HPI, 545 N.E.2d at 678; see also RehabCare, 2007 WL 3334500,at *5. SAK notes this in its reply, but this is actually fatal to its argument, since RehabCare alleges that SAK used its authority to cause the Facility Defendants to breach their contracts and "divert funds owed RehabCare solely for SAK's gain, or to harm RehabCare." Am. Compl. ¶ 22 (emphasis added). Other parts of RehabCare's claim elaborate on this further, explaining that SAK has withheld funds paid by Medicare that are owed to RehabCare. Id. ¶ 21. Thus, RehabCare has gone past conclusional allegations (e.g., "the defendant's actions were unjust"), and stated facts that support this element of the claim.

In response, SAK argues that any money paid to it was a payment of its own fees. This is a question of fact to be decided at a later stage, see Lovellette v.
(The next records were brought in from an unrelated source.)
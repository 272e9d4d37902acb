//! PDA helpers for deriving the accounts `initialize` creates.

use solana_sdk::pubkey::Pubkey;

use crate::constants::{
    ADMIN_LIST_SEED,
    LAST_USERS_SEED,
    POOL_SEED,
    VAULT_SEED,
};

/// The pool PDA also acts as the token escrow authority.
pub fn find_pool_address(program_id: &Pubkey) -> (Pubkey, u8) {
    Pubkey::find_program_address(&[POOL_SEED], program_id)
}

pub fn find_last_users_address(program_id: &Pubkey) -> (Pubkey, u8) {
    Pubkey::find_program_address(&[LAST_USERS_SEED], program_id)
}

pub fn find_admin_info_address(program_id: &Pubkey) -> (Pubkey, u8) {
    Pubkey::find_program_address(&[ADMIN_LIST_SEED], program_id)
}

/// The system-owned SOL vault funded during `initialize`.
pub fn find_vault_address(program_id: &Pubkey) -> (Pubkey, u8) {
    Pubkey::find_program_address(&[VAULT_SEED], program_id)
}

#[cfg(test)]
mod tests {
    use itertools::Itertools;

    use super::*;
    use crate::program;

    #[test]
    fn pdas_are_deterministic() {
        assert_eq!(find_pool_address(&program::ID), find_pool_address(&program::ID));
        assert_eq!(find_vault_address(&program::ID), find_vault_address(&program::ID));
    }

    #[test]
    fn pdas_are_distinct_and_off_curve() {
        let addresses = [
            find_pool_address(&program::ID).0,
            find_last_users_address(&program::ID).0,
            find_admin_info_address(&program::ID).0,
            find_vault_address(&program::ID).0,
        ];

        assert!(addresses.iter().all_unique());
        assert!(addresses.iter().all(|address| !address.is_on_curve()));
    }

    #[test]
    fn pdas_depend_on_program_id() {
        let other = Pubkey::new_unique();
        assert_ne!(find_pool_address(&program::ID).0, find_pool_address(&other).0);
    }
}
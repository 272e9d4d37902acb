//! Interprets RPC and on-chain errors into readable `spin_game`/Solana instruction error messages.

use std::fmt::Display;

use solana_client::{
    client_error::{
        ClientError,
        ClientErrorKind,
    },
    rpc_request::{
        RpcError::RpcResponseError,
        RpcResponseErrorData,
    },
    rpc_response::RpcSimulateTransactionResult,
};
use solana_instruction::Instruction;
use solana_instruction_error::InstructionError as SolanaInstructionError;
use solana_sdk::pubkey::Pubkey;
use solana_transaction_error::TransactionError;
use spin_game_interface::error::RemoteErrorCode;

use crate::{
    fmt_kv,
    LogColor,
};

/// Extracts the transaction error from either a failed preflight simulation or a confirmed,
/// failed transaction.
pub fn transaction_error(error: &ClientError) -> Option<TransactionError> {
    match error.kind() {
        ClientErrorKind::RpcError(RpcResponseError {
            data:
                RpcResponseErrorData::SendTransactionPreflightFailure(RpcSimulateTransactionResult {
                    err: Some(ui_err),
                    ..
                }),
            ..
        }) => Some(ui_err.clone().into()),
        ClientErrorKind::TransactionError(transaction_error) => Some(transaction_error.clone()),
        _ => None,
    }
}

#[derive(Clone, Debug, PartialEq, Eq)]
pub enum InstructionFailure {
    Solana {
        instruction_index: u8,
        program_id: Option<Pubkey>,
        error: SolanaInstructionError,
    },
    /// A custom code raised by the probed program itself.
    Program {
        instruction_index: u8,
        error: RemoteErrorCode,
    },
}

impl InstructionFailure {
    /// Decodes the failing instruction, attributing custom codes to `program_id` only when the
    /// failing instruction actually targeted it.
    pub fn from_transaction_error(
        transaction_error: &TransactionError,
        instructions: &[Instruction],
        program_id: &Pubkey,
    ) -> Option<Self> {
        let TransactionError::InstructionError(instruction_index, error) = transaction_error
        else {
            return None;
        };
        let target = instructions
            .get(*instruction_index as usize)
            .map(|instruction| instruction.program_id);

        let failure = match error {
            SolanaInstructionError::Custom(code) if target.as_ref() == Some(program_id) => {
                Self::Program {
                    instruction_index: *instruction_index,
                    error: RemoteErrorCode::from_custom(*code),
                }
            }
            error => Self::Solana {
                instruction_index: *instruction_index,
                program_id: target,
                error: error.clone(),
            },
        };

        Some(failure)
    }
}

pub struct PrettyInstructionError<'a>(pub &'a InstructionFailure);

impl Display for PrettyInstructionError<'_> {
    fn fmt(&self, f: &mut std::fmt::Formatter<'_>) -> std::fmt::Result {
        let (error_type, message) = match self.0 {
            InstructionFailure::Solana {
                instruction_index,
                program_id,
                error,
            } => {
                let program = program_id
                    .map(|id| id.to_string())
                    .unwrap_or_else(|| "unknown program".into());
                (
                    "SolanaInstructionError",
                    format!("(#{instruction_index} {program}, {error})"),
                )
            }
            InstructionFailure::Program {
                instruction_index,
                error,
            } => (
                "SpinGameError",
                format!("(#{instruction_index} initialize, {error})"),
            ),
        };

        write!(f, "{}", fmt_kv!(error_type, message, LogColor::Error))
    }
}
S. Ry. Co., 898 F.2d 1286, 1291 (7th Cir. 1990) (finding that a 12(b)(6) motion to dismiss could not be granted because it presented issues of fact), and SAK will have an opportunity at a later stage to do so, and argue that this justifies its actions. For present purposes, RehabCare's pleadings are sufficient to satisfy the only challenged element of this tort, and SAK's motion to dismiss Count V will be denied.


For the foregoing reasons, SAK's motion [#39] is denied. SAK has until September 1, 2010 to answer the complaint.